→ **Task**: Search the entries for the word "Ordering". Copy each line in which it is found.

→ **Records supplied**:
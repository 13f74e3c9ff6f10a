//! Versioned Marshaller
//!
//! Frames tagged objects behind a two-byte version magic and hands out
//! scoped input/output sessions over a byte stream.
//!
//! # Wire Format
//!
//! ```text
//! stream := MAGIC_VERSION object*
//! object := TAG_BYTE payload
//! ```
//!
//! # Sessions
//!
//! Output is staged in a pooled scratch buffer and only reaches the caller's
//! sink on [`VersionAwareMarshaller::finish_output`]. A session dropped on an
//! error path releases its buffer without touching the sink, so a failed write
//! never leaves half an object behind.

use std::sync::atomic::{AtomicU64, AtomicUsize, Ordering};
use std::sync::Arc;

use bytes::{Buf, BufMut, Bytes, BytesMut};
use parking_lot::Mutex;

use super::codec::CodecRegistry;
use super::object::Object;
use super::varint;
use crate::error::{Error, Result};

/// Version magic written at the head of every top-level stream
pub const VERSION_MAGIC: u16 = 0x4c01;

/// Magics this build can read
pub const SUPPORTED_VERSIONS: &[u16] = &[VERSION_MAGIC];

/// Nesting limit for recursive object graphs
pub const MAX_OBJECT_DEPTH: usize = 64;

/// Scratch buffers kept for reuse
const POOL_CAPACITY: usize = 16;

/// Scratch buffers larger than this are not returned to the pool
const MAX_POOLED_BUFFER: usize = 64 * 1024;

// =============================================================================
// Marshaller
// =============================================================================

struct MarshallerInner {
    registry: CodecRegistry,
    pool: Mutex<Vec<BytesMut>>,
    active_sessions: AtomicUsize,
    objects_written: AtomicU64,
    objects_read: AtomicU64,
}

/// Marshaller that frames streams with a version magic
///
/// Cheap to clone; clones share the codec registry and buffer pool.
#[derive(Clone)]
pub struct VersionAwareMarshaller {
    inner: Arc<MarshallerInner>,
}

impl VersionAwareMarshaller {
    /// Create a marshaller over the given registry
    pub fn new(registry: CodecRegistry) -> Self {
        Self {
            inner: Arc::new(MarshallerInner {
                registry,
                pool: Mutex::new(Vec::with_capacity(POOL_CAPACITY)),
                active_sessions: AtomicUsize::new(0),
                objects_written: AtomicU64::new(0),
                objects_read: AtomicU64::new(0),
            }),
        }
    }

    /// Create a marshaller that only knows the built-in codecs
    pub fn with_builtins() -> Self {
        Self::new(CodecRegistry::with_builtins())
    }

    /// The codec registry
    pub fn registry(&self) -> &CodecRegistry {
        &self.inner.registry
    }

    /// Number of sessions currently acquired
    pub fn active_sessions(&self) -> usize {
        self.inner.active_sessions.load(Ordering::Acquire)
    }

    /// Total top-level and nested objects written
    pub fn objects_written(&self) -> u64 {
        self.inner.objects_written.load(Ordering::Relaxed)
    }

    /// Total top-level and nested objects read
    pub fn objects_read(&self) -> u64 {
        self.inner.objects_read.load(Ordering::Relaxed)
    }

    fn acquire_buffer(&self) -> BytesMut {
        self.inner.active_sessions.fetch_add(1, Ordering::AcqRel);
        self.inner.pool.lock().pop().unwrap_or_default()
    }

    fn release_buffer(&self, mut buf: BytesMut) {
        self.inner.active_sessions.fetch_sub(1, Ordering::AcqRel);
        if buf.capacity() > MAX_POOLED_BUFFER {
            return;
        }
        buf.clear();
        let mut pool = self.inner.pool.lock();
        if pool.len() < POOL_CAPACITY {
            pool.push(buf);
        }
    }

    // =========================================================================
    // Output
    // =========================================================================

    /// Acquire an output session writing to `sink`
    ///
    /// A top-level session (`is_reentrant == false`) starts with the version
    /// magic; a reentrant one continues a stream that already has it.
    pub fn start_output<'a>(&'a self, sink: &'a mut BytesMut, is_reentrant: bool) -> OutputSession<'a> {
        let mut buf = self.acquire_buffer();
        if !is_reentrant {
            buf.put_u16(VERSION_MAGIC);
        }
        OutputSession {
            marshaller: self,
            sink,
            buf,
            depth: 0,
        }
    }

    /// Write one tagged object into the session
    pub fn write_object(&self, session: &mut OutputSession<'_>, object: &Object) -> Result<()> {
        session.write_object(object)
    }

    /// Flush the session into its sink and release it
    pub fn finish_output(&self, session: OutputSession<'_>) {
        session.finish();
    }

    /// Encode one object as a complete top-level stream
    pub fn object_to_bytes(&self, object: &Object) -> Result<Bytes> {
        let mut sink = BytesMut::new();
        let mut session = self.start_output(&mut sink, false);
        session.write_object(object)?;
        session.finish();
        Ok(sink.freeze())
    }

    /// Whether every type reachable from `object` has a codec
    ///
    /// Ordered sequences are checked element by element; other composite
    /// types are only checked at the top level.
    pub fn is_marshallable(&self, object: &Object) -> bool {
        if self.registry().codec_for_object(object).is_err() {
            return false;
        }
        match object.downcast_ref::<Vec<Object>>() {
            Some(elements) => elements.iter().all(|e| self.is_marshallable(e)),
            None => true,
        }
    }

    // =========================================================================
    // Input
    // =========================================================================

    /// Acquire an input session reading from `source`
    ///
    /// A top-level session consumes and validates the version magic.
    pub fn start_input(&self, source: Bytes, is_reentrant: bool) -> Result<InputSession<'_>> {
        self.inner.active_sessions.fetch_add(1, Ordering::AcqRel);
        let mut session = InputSession {
            marshaller: self,
            source,
            strict: false,
            depth: 0,
        };
        if !is_reentrant {
            let found = session.read_u16()?;
            if !SUPPORTED_VERSIONS.contains(&found) {
                return Err(Error::IncompatibleVersion {
                    found,
                    expected: VERSION_MAGIC,
                });
            }
        }
        Ok(session)
    }

    /// Read one tagged object from the session
    pub fn read_object(&self, session: &mut InputSession<'_>) -> Result<Object> {
        session.read_object()
    }

    /// Release the session, rejecting leftover bytes when it is strict
    pub fn finish_input(&self, session: InputSession<'_>) -> Result<()> {
        if session.strict && session.source.has_remaining() {
            return Err(Error::malformed(format!(
                "{} trailing byte(s) after last object",
                session.source.remaining()
            )));
        }
        Ok(())
    }

    /// Decode a complete top-level stream holding exactly one object
    pub fn object_from_bytes(&self, bytes: Bytes) -> Result<Object> {
        let mut session = self.start_input(bytes, false)?;
        session.set_strict(true);
        let object = session.read_object()?;
        self.finish_input(session)?;
        Ok(object)
    }
}

impl std::fmt::Debug for VersionAwareMarshaller {
    fn fmt(&self, f: &mut std::fmt::Formatter<'_>) -> std::fmt::Result {
        f.debug_struct("VersionAwareMarshaller")
            .field("codecs", &self.registry().len())
            .field("active_sessions", &self.active_sessions())
            .finish()
    }
}

// =============================================================================
// Output Session
// =============================================================================

/// Scoped output session
///
/// Released on drop; only [`VersionAwareMarshaller::finish_output`] moves the
/// staged bytes into the sink.
pub struct OutputSession<'a> {
    marshaller: &'a VersionAwareMarshaller,
    sink: &'a mut BytesMut,
    buf: BytesMut,
    depth: usize,
}

impl<'a> OutputSession<'a> {
    /// The owning marshaller
    pub fn marshaller(&self) -> &'a VersionAwareMarshaller {
        self.marshaller
    }

    /// Bytes staged so far (including the magic for top-level sessions)
    pub fn staged_len(&self) -> usize {
        self.buf.len()
    }

    pub fn write_u8(&mut self, value: u8) {
        self.buf.put_u8(value);
    }

    pub fn write_bool(&mut self, value: bool) {
        self.buf.put_u8(value as u8);
    }

    pub fn write_i32(&mut self, value: i32) {
        self.buf.put_i32(value);
    }

    pub fn write_i64(&mut self, value: i64) {
        self.buf.put_i64(value);
    }

    pub fn write_unsigned_long(&mut self, value: u64) {
        varint::write_unsigned_long(&mut self.buf, value);
    }

    /// Length-prefixed byte blob
    pub fn write_bytes(&mut self, bytes: &[u8]) {
        self.write_unsigned_long(bytes.len() as u64);
        self.buf.put_slice(bytes);
    }

    /// Length-prefixed UTF-8 string
    pub fn write_str(&mut self, value: &str) {
        self.write_bytes(value.as_bytes());
    }

    /// Tag byte followed by the codec payload
    pub fn write_object(&mut self, object: &Object) -> Result<()> {
        if self.depth >= MAX_OBJECT_DEPTH {
            return Err(Error::non_serializable(
                object.type_name(),
                format!("object graph deeper than {MAX_OBJECT_DEPTH}"),
            ));
        }
        let marshaller = self.marshaller;
        let codec = marshaller.registry().codec_for_object(object)?;
        self.buf.put_u8(codec.tag());
        self.depth += 1;
        let result = codec.write(self, object);
        self.depth -= 1;
        marshaller.inner.objects_written.fetch_add(1, Ordering::Relaxed);
        result
    }

    fn finish(self) {
        self.sink.extend_from_slice(&self.buf);
    }
}

impl Drop for OutputSession<'_> {
    fn drop(&mut self) {
        let buf = std::mem::take(&mut self.buf);
        self.marshaller.release_buffer(buf);
    }
}

// =============================================================================
// Input Session
// =============================================================================

/// Scoped input session over a byte source
pub struct InputSession<'a> {
    marshaller: &'a VersionAwareMarshaller,
    source: Bytes,
    strict: bool,
    depth: usize,
}

impl<'a> InputSession<'a> {
    /// The owning marshaller
    pub fn marshaller(&self) -> &'a VersionAwareMarshaller {
        self.marshaller
    }

    /// Reject leftover bytes on finish
    pub fn set_strict(&mut self, strict: bool) {
        self.strict = strict;
    }

    /// Unread bytes
    pub fn remaining(&self) -> usize {
        self.source.remaining()
    }

    fn ensure(&self, needed: usize, what: &str) -> Result<()> {
        if self.source.remaining() < needed {
            return Err(Error::malformed(format!(
                "short read on {what}: needed {needed} byte(s), {} remaining",
                self.source.remaining()
            )));
        }
        Ok(())
    }

    pub fn read_u8(&mut self) -> Result<u8> {
        self.ensure(1, "u8")?;
        Ok(self.source.get_u8())
    }

    pub fn read_u16(&mut self) -> Result<u16> {
        self.ensure(2, "u16")?;
        Ok(self.source.get_u16())
    }

    pub fn read_bool(&mut self) -> Result<bool> {
        match self.read_u8()? {
            0 => Ok(false),
            1 => Ok(true),
            other => Err(Error::malformed(format!("invalid boolean byte 0x{other:02x}"))),
        }
    }

    pub fn read_i32(&mut self) -> Result<i32> {
        self.ensure(4, "i32")?;
        Ok(self.source.get_i32())
    }

    pub fn read_i64(&mut self) -> Result<i64> {
        self.ensure(8, "i64")?;
        Ok(self.source.get_i64())
    }

    pub fn read_unsigned_long(&mut self) -> Result<u64> {
        varint::read_unsigned_long(&mut self.source)
    }

    pub fn read_unsigned_int(&mut self) -> Result<u32> {
        varint::read_unsigned_int(&mut self.source)
    }

    /// Length-prefixed byte blob, sliced without copying
    pub fn read_bytes(&mut self) -> Result<Bytes> {
        let len = self.read_unsigned_long()?;
        let len = usize::try_from(len).map_err(|_| Error::malformed("blob length overflows usize"))?;
        self.ensure(len, "blob")?;
        Ok(self.source.split_to(len))
    }

    /// Length-prefixed UTF-8 string
    pub fn read_string(&mut self) -> Result<String> {
        let bytes = self.read_bytes()?;
        String::from_utf8(bytes.to_vec()).map_err(|e| Error::malformed(format!("invalid UTF-8: {e}")))
    }

    /// Tag byte followed by the codec payload
    pub fn read_object(&mut self) -> Result<Object> {
        if self.depth >= MAX_OBJECT_DEPTH {
            return Err(Error::malformed(format!("object graph deeper than {MAX_OBJECT_DEPTH}")));
        }
        let tag = self.read_u8()?;
        let marshaller = self.marshaller;
        let codec = marshaller.registry().codec_for_tag(tag)?;
        self.depth += 1;
        let result = codec.read(self);
        self.depth -= 1;
        marshaller.inner.objects_read.fetch_add(1, Ordering::Relaxed);
        result
    }
}

impl Drop for InputSession<'_> {
    fn drop(&mut self) {
        self.marshaller
            .inner
            .active_sessions
            .fetch_sub(1, Ordering::AcqRel);
    }
}

// =============================================================================
// Tests
// =============================================================================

→ **Result for this exercise**:
use std::sync::atomic::{AtomicU64, AtomicUsize, Ordering};
        self.inner.active_sessions.load(Ordering::Acquire)
        self.inner.objects_written.load(Ordering::Relaxed)
        self.inner.objects_read.load(Ordering::Relaxed)
        self.inner.active_sessions.fetch_add(1, Ordering::AcqRel);
        self.inner.active_sessions.fetch_sub(1, Ordering::AcqRel);
        self.inner.active_sessions.fetch_add(1, Ordering::AcqRel);
        marshaller.inner.objects_written.fetch_add(1, Ordering::Relaxed);
        marshaller.inner.objects_read.fetch_add(1, Ordering::Relaxed);
            .fetch_sub(1, Ordering::AcqRel);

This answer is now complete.